• Media type: E-Article
  • Title: Prognostic value of routine biomarkers in older patients with cancer: Pooled analysis of three prospective cohorts
  • Contributor: Paillaud, Elena; Soubeyran, Pierre; Oubaya, Nadia; Brain, Etienne; Fonck, Marianne; Reinald, Nicoleta; Heitz, Damien; Allain, Mylene; Zebachi, Sonia; Rousselot, Hubert; Laurent, Marie; Dauba, Jérôme; Caillet, Philippe; Bastuji-Garin, Sylvie; Rainfray, Muriel; Bringuier, Michael; Grellety, Thomas; Bellera, Carine A.; Mathoulin-Pélissier, Simone; Canoui-Poitrine, Florence
  • Published: American Society of Clinical Oncology (ASCO), 2019
  • Published in: Journal of Clinical Oncology, 37 (2019) 15_suppl, Seite 11551-11551
  • Language: English
  • DOI: 10.1200/jco.2019.37.15_suppl.11551
  • ISSN: 0732-183X; 1527-7755
  • Keywords: Cancer Research ; Oncology
  • Origination:
  • Footnote:
  • Description: 11551 Background: To assess prognostic value of routine biomarkers in older patients with cancer. Methods: A pooled analysis of three prospective multicentre cohorts, ELCAPA, PHRC Aquitaine and ONCODAGE was conducted. Patients aged 70 years or older, with cancer were included. Biomarkers collected were plasmatic C-reactive protein, albumin and a combined score: Glasgow Prognostic Score (GPS). The GPS comprised three categories (0: CRP≤10 mg/L, albumin≥35 g/L; 1: CRP≤10 mg/L and albumin < 35 g/L, or CRP > 10 mg/L and albumin≥35 g/L; 2: CRP > 10 mg/L and albumin < 35 g/L).The primary endpoint was overall survival at 12 months. Multivariable Cox models were used, adjusting for age, sex, localisation, metastatic status, performance status, frailty screening index, the G8. Discriminative properties were assessed using Harrell C index and NRI (Net Reclassification Improvement). Results: Overall 1800 patients were analyzed (ELCAPA: N = 543, PHRC Aquitaine: N = 253, ONCODAGE: N = 1004; mean age: 78.5±5.5 years; 61.7% of men; 37% metastatic; most frequent localisations: breast (34.9%) and colon-rectum (17.7%); 70.7% of patients screened at risk of frailty with G8).

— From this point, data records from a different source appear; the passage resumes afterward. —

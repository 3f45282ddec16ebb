use crate::hotkey::KeyCode;
use crate::input::InputTranslator;
use crate::messages::InputEvent;
use anyhow::Result;
use std::sync::atomic::{AtomicBool, Ordering};
use std::sync::mpsc::Sender;
use std::sync::Arc;

pub type Waker = Arc<dyn Fn() + Send + Sync>;

/// Backend-neutral form of what the OS listener reports.
#[derive(Debug, Clone, Copy, PartialEq)]
pub enum RawInput {
    KeyPress(KeyCode),
    KeyRelease(KeyCode),
    MouseMove { x: f64, y: f64 },
    ButtonPress,
}

/// Delivery end of the hook: forwards events to the GUI thread and wakes it.
#[derive(Clone)]
pub struct EventSink {
    sender: Sender<InputEvent>,
    waker: Waker,
    armed: Arc<AtomicBool>,
}

impl EventSink {
    pub fn new(sender: Sender<InputEvent>, waker: Waker) -> Self {
        Self {
            sender,
            waker,
            armed: Arc::new(AtomicBool::new(true)),
        }
    }

    pub fn send(&self, event: InputEvent) -> bool {
        if !self.is_armed() {
            return false;
        }
        if self.sender.send(event).is_err() {
            tracing::debug!("input receiver dropped, disarming hook");
            self.disarm();
            return false;
        }
        (self.waker)();
        true
    }

    pub fn disarm(&self) {
        self.armed.store(false, Ordering::SeqCst);
    }

    pub fn is_armed(&self) -> bool {
        self.armed.load(Ordering::SeqCst)
    }
}

/// Translate one raw callback and push the resulting events into `sink`.
pub fn forward(translator: &mut InputTranslator, raw: RawInput, sink: &EventSink) {
    match raw {
        RawInput::KeyPress(key) => {
            for event in translator.key_press(key) {
                sink.send(event);
            }
        }
        RawInput::KeyRelease(key) => {
            if let Some(event) = translator.key_release(key) {
                sink.send(event);
            }
        }
        RawInput::MouseMove { x, y } => {
            sink.send(translator.pointer_moved(x, y));
        }
        RawInput::ButtonPress => {
            sink.send(translator.button_pressed());
        }
    }
}

/// Global mouse and keyboard listener.
///
/// The OS listener cannot be torn down from outside its thread, so `stop`
/// disarms the sink and the thread ends with the process.
#[derive(Default)]
pub struct InputHook {
    sink: Option<EventSink>,
}

impl InputHook {
    pub fn start(&mut self, sender: Sender<InputEvent>, waker: Waker) -> Result<()> {
        if self.sink.is_some() {
            return Ok(());
        }
        let sink = EventSink::new(sender, waker);
        platform::spawn(sink.clone())?;
        self.sink = Some(sink);
        tracing::info!("input hook started");
        Ok(())
    }

    pub fn stop(&mut self) {
        if let Some(sink) = self.sink.take() {
            sink.disarm();
            tracing::info!("input hook stopped");
        }
    }

    pub fn is_active(&self) -> bool {
        self.sink.as_ref().is_some_and(EventSink::is_armed)
    }
}

impl Drop for InputHook {
    fn drop(&mut self) {
        self.stop();
    }
}

#[cfg(any(target_os = "windows", target_os = "macos"))]
mod platform {
    use super::{forward, EventSink, RawInput};
    use crate::hotkey::KeyCode;
    use crate::input::InputTranslator;
    use anyhow::{Context, Result};
    use rdev::{listen, EventType, Key};

    pub fn spawn(sink: EventSink) -> Result<()> {
        std::thread::Builder::new()
            .name("input-hook".into())
            .spawn(move || {
                let mut translator = InputTranslator::default();
                let result = listen(move |event| {
                    if !sink.is_armed() {
                        return;
                    }
                    let Some(raw) = map_event(&event.event_type) else {
                        return;
                    };
                    #[cfg(target_os = "windows")]
                    if matches!(raw, RawInput::KeyPress(_)) {
                        if let Some((x, y)) = cursor_position() {
                            forward(
                                &mut translator,
                                RawInput::MouseMove { x, y },
                                &sink,
                            );
                        }
                    }
                    forward(&mut translator, raw, &sink);
                });
                if let Err(err) = result {
                    tracing::error!(?err, "input hook listener failed");
                }
            })
            .context("spawn input hook thread")?;
        Ok(())
    }

    fn map_event(event: &EventType) -> Option<RawInput> {
        match *event {
            EventType::KeyPress(key) => Some(RawInput::KeyPress(map_key(key))),
            EventType::KeyRelease(key) => Some(RawInput::KeyRelease(map_key(key))),
            EventType::MouseMove { x, y } => Some(RawInput::MouseMove { x, y }),
            EventType::ButtonPress(_) => Some(RawInput::ButtonPress),
            _ => None,
        }
    }

    fn map_key(key: Key) -> KeyCode {
        let c = match key {
            Key::ControlLeft | Key::ControlRight => return KeyCode::Control,
            Key::ShiftLeft | Key::ShiftRight => return KeyCode::Shift,
            Key::Alt | Key::AltGr => return KeyCode::Alt,
            Key::Escape => return KeyCode::Escape,
            Key::KeyA => 'a',
            Key::KeyB => 'b',
            Key::KeyC => 'c',
            Key::KeyD => 'd',
            Key::KeyE => 'e',
            Key::KeyF => 'f',
            Key::KeyG => 'g',
            Key::KeyH => 'h',
            Key::KeyI => 'i',
            Key::KeyJ => 'j',
            Key::KeyK => 'k',
            Key::KeyL => 'l',
            Key::KeyM => 'm',
            Key::KeyN => 'n',
            Key::KeyO => 'o',
            Key::KeyP => 'p',
            Key::KeyQ => 'q',
            Key::KeyR => 'r',
            Key::KeyS => 's',
            Key::KeyT => 't',
            Key::KeyU => 'u',
            Key::KeyV => 'v',
            Key::KeyW => 'w',
            Key::KeyX => 'x',
            Key::KeyY => 'y',
            Key::KeyZ => 'z',
            Key::Num0 | Key::Kp0 => '0',
            Key::Num1 | Key::Kp1 => '1',
            Key::Num2 | Key::Kp2 => '2',
            Key::Num3 | Key::Kp3 => '3',
            Key::Num4 | Key::Kp4 => '4',
            Key::Num5 | Key::Kp5 => '5',
            Key::Num6 | Key::Kp6 => '6',
            Key::Num7 | Key::Kp7 => '7',
            Key::Num8 | Key::Kp8 => '8',
            Key::Num9 | Key::Kp9 => '9',
            _ => return KeyCode::Other,
        };
        KeyCode::Char(c)
    }

    #[cfg(target_os = "windows")]
    fn cursor_position() -> Option<(f64, f64)> {
        use windows::Win32::Foundation::POINT;
        use windows::Win32::UI::WindowsAndMessaging::GetCursorPos;

        let mut pt = POINT::default();
        unsafe { GetCursorPos(&mut pt) }.ok()?;
        Some((f64::from(pt.x), f64::from(pt.y)))
    }
}

#[cfg(not(any(target_os = "windows", target_os = "macos")))]
mod platform {
    use super::EventSink;
    use anyhow::Result;

    pub fn spawn(_sink: EventSink) -> Result<()> {
        tracing::warn!("global input hook is not available on this platform");
        Ok(())
    }
}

Overall survival was 71.1%. GPS was independently associated with death (among normal G8: GPS 1: Hazard Ratio (HR) = 4.48; 95% Confidence Interval (95% CI) = [2.03; 9.89], GPS 2: 11.64 [4.54; 29.81], among abnormal G8: GPS 1: 2.45 [1.79; 3.34], GPS 2: 3.97 [2.93; 5.37]. The addition of GPS to the clinical model (Harell C: 0.82 [0.80; 0.83]) improved discrimination (Harell C: 0.84 [0.82; 0.85], NRI: 11% [5; 19]). Conclusions: GPS could be used in older patients with cancer to help decision-making and prognosis assessment.